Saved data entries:
---

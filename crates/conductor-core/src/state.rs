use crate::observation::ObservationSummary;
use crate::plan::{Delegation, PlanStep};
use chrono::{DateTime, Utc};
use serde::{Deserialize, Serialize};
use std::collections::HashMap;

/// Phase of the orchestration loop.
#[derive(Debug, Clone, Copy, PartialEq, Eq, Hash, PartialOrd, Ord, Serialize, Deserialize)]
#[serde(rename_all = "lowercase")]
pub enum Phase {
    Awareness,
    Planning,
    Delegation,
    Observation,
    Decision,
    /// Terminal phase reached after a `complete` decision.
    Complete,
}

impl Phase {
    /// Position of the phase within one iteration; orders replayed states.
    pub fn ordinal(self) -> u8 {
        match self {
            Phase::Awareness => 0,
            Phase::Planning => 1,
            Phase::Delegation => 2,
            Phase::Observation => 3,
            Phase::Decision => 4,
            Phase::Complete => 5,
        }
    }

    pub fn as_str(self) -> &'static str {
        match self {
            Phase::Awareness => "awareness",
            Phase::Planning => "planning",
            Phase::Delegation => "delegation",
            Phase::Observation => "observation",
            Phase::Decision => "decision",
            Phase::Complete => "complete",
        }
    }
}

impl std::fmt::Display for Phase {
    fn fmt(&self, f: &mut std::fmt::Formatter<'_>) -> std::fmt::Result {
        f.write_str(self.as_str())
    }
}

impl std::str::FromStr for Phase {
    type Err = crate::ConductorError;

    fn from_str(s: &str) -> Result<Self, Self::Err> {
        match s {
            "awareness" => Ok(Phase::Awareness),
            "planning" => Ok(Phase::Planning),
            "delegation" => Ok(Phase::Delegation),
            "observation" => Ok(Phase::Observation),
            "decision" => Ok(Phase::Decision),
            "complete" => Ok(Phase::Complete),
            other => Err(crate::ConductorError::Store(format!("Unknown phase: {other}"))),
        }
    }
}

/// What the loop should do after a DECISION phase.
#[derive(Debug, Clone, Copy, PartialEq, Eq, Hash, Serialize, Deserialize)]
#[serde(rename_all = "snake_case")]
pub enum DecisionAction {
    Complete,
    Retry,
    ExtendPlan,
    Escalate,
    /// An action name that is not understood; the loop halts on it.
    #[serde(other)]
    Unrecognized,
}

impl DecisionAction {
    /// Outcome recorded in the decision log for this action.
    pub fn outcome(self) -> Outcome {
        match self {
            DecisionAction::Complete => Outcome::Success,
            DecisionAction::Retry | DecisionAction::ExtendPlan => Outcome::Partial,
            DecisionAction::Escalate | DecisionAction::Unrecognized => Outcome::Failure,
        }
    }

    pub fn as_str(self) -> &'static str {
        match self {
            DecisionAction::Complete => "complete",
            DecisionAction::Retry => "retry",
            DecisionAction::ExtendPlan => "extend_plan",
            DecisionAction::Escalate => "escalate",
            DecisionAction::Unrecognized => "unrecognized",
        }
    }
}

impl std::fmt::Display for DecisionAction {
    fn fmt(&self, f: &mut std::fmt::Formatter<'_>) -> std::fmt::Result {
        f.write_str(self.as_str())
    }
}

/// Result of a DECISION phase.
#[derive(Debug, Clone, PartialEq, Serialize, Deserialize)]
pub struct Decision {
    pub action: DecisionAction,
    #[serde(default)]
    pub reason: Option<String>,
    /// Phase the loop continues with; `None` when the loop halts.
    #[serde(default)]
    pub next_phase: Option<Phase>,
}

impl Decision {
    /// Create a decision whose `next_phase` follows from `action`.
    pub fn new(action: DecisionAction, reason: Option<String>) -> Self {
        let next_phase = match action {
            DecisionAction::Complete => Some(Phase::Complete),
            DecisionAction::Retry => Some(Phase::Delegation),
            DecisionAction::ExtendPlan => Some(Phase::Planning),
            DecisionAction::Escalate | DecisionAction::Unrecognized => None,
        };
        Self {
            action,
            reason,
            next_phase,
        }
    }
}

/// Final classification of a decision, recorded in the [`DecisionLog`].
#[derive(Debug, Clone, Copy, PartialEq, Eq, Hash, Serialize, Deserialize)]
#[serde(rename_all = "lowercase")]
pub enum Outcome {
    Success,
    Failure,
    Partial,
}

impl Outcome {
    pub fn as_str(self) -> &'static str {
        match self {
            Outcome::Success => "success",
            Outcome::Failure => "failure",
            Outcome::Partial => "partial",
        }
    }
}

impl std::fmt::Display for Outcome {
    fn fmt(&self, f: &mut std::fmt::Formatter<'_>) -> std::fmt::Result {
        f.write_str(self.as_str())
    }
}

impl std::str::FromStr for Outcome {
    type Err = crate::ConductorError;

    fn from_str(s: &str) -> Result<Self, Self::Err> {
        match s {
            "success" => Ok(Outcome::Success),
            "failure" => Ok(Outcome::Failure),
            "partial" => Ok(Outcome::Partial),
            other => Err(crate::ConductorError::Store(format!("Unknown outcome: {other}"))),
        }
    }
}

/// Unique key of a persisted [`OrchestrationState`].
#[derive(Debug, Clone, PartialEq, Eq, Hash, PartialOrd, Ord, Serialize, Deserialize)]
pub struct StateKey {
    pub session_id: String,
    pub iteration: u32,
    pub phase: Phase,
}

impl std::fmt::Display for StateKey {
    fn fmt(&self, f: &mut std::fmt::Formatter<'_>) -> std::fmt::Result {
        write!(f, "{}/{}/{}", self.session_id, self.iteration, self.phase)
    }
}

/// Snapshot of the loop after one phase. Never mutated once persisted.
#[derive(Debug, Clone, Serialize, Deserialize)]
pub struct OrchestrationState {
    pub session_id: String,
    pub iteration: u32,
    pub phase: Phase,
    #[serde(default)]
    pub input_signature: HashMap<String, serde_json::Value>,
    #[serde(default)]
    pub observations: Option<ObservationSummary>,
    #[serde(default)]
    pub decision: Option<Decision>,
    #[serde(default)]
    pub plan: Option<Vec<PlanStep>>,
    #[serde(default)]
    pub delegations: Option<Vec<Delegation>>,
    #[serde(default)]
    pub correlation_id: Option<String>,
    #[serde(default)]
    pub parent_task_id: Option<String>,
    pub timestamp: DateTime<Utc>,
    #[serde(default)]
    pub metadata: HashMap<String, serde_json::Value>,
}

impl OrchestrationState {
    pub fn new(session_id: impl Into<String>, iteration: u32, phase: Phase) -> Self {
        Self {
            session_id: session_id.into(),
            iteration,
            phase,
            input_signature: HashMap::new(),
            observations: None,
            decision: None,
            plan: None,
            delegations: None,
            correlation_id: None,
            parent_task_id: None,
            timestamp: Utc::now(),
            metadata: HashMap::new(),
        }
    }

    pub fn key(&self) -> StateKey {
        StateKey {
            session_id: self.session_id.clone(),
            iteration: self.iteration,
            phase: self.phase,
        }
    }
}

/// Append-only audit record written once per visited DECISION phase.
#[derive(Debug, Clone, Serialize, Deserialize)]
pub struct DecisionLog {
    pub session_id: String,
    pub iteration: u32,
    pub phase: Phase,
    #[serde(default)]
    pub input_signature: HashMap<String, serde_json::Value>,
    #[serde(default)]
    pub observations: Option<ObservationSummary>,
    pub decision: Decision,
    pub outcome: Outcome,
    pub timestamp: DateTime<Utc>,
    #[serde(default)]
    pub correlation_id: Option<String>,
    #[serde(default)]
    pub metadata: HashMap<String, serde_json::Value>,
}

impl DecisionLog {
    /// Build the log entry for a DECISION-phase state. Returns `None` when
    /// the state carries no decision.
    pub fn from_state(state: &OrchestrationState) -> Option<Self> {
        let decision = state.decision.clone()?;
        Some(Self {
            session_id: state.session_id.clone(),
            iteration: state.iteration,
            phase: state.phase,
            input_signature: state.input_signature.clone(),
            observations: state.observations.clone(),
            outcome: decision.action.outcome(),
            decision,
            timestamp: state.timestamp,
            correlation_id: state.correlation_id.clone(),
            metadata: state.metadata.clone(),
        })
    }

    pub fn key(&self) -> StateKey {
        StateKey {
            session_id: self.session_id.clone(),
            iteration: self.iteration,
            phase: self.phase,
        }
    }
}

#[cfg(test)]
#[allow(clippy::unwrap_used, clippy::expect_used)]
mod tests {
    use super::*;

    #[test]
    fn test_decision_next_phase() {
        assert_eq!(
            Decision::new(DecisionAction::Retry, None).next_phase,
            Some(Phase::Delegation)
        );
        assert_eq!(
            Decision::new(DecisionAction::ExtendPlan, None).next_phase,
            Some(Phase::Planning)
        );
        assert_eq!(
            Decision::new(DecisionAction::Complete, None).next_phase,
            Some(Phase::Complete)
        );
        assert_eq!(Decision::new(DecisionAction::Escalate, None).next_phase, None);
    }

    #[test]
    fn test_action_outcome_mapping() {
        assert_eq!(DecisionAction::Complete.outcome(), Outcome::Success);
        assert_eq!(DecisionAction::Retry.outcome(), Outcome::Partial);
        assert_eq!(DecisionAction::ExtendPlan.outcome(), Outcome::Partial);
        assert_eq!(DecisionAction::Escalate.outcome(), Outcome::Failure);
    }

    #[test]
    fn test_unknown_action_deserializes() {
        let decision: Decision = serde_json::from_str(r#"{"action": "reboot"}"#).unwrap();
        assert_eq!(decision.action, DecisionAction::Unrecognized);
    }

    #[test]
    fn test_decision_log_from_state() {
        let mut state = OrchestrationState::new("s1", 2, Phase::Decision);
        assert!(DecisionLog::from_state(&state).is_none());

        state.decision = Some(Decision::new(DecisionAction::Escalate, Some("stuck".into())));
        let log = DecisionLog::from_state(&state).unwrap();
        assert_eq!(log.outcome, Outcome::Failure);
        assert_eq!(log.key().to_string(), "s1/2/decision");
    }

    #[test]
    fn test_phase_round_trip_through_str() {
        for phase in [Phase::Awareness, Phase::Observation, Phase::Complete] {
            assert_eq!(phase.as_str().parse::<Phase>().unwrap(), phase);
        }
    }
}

---

● **Work to complete**
From the records above, show each line that contains the word "PartialEq".

● **Exercise response**
#[derive(Debug, Clone, Copy, PartialEq, Eq, Hash, PartialOrd, Ord, Serialize, Deserialize)]
#[derive(Debug, Clone, Copy, PartialEq, Eq, Hash, Serialize, Deserialize)]
#[derive(Debug, Clone, PartialEq, Serialize, Deserialize)]
#[derive(Debug, Clone, Copy, PartialEq, Eq, Hash, Serialize, Deserialize)]
#[derive(Debug, Clone, PartialEq, Eq, Hash, PartialOrd, Ord, Serialize, Deserialize)]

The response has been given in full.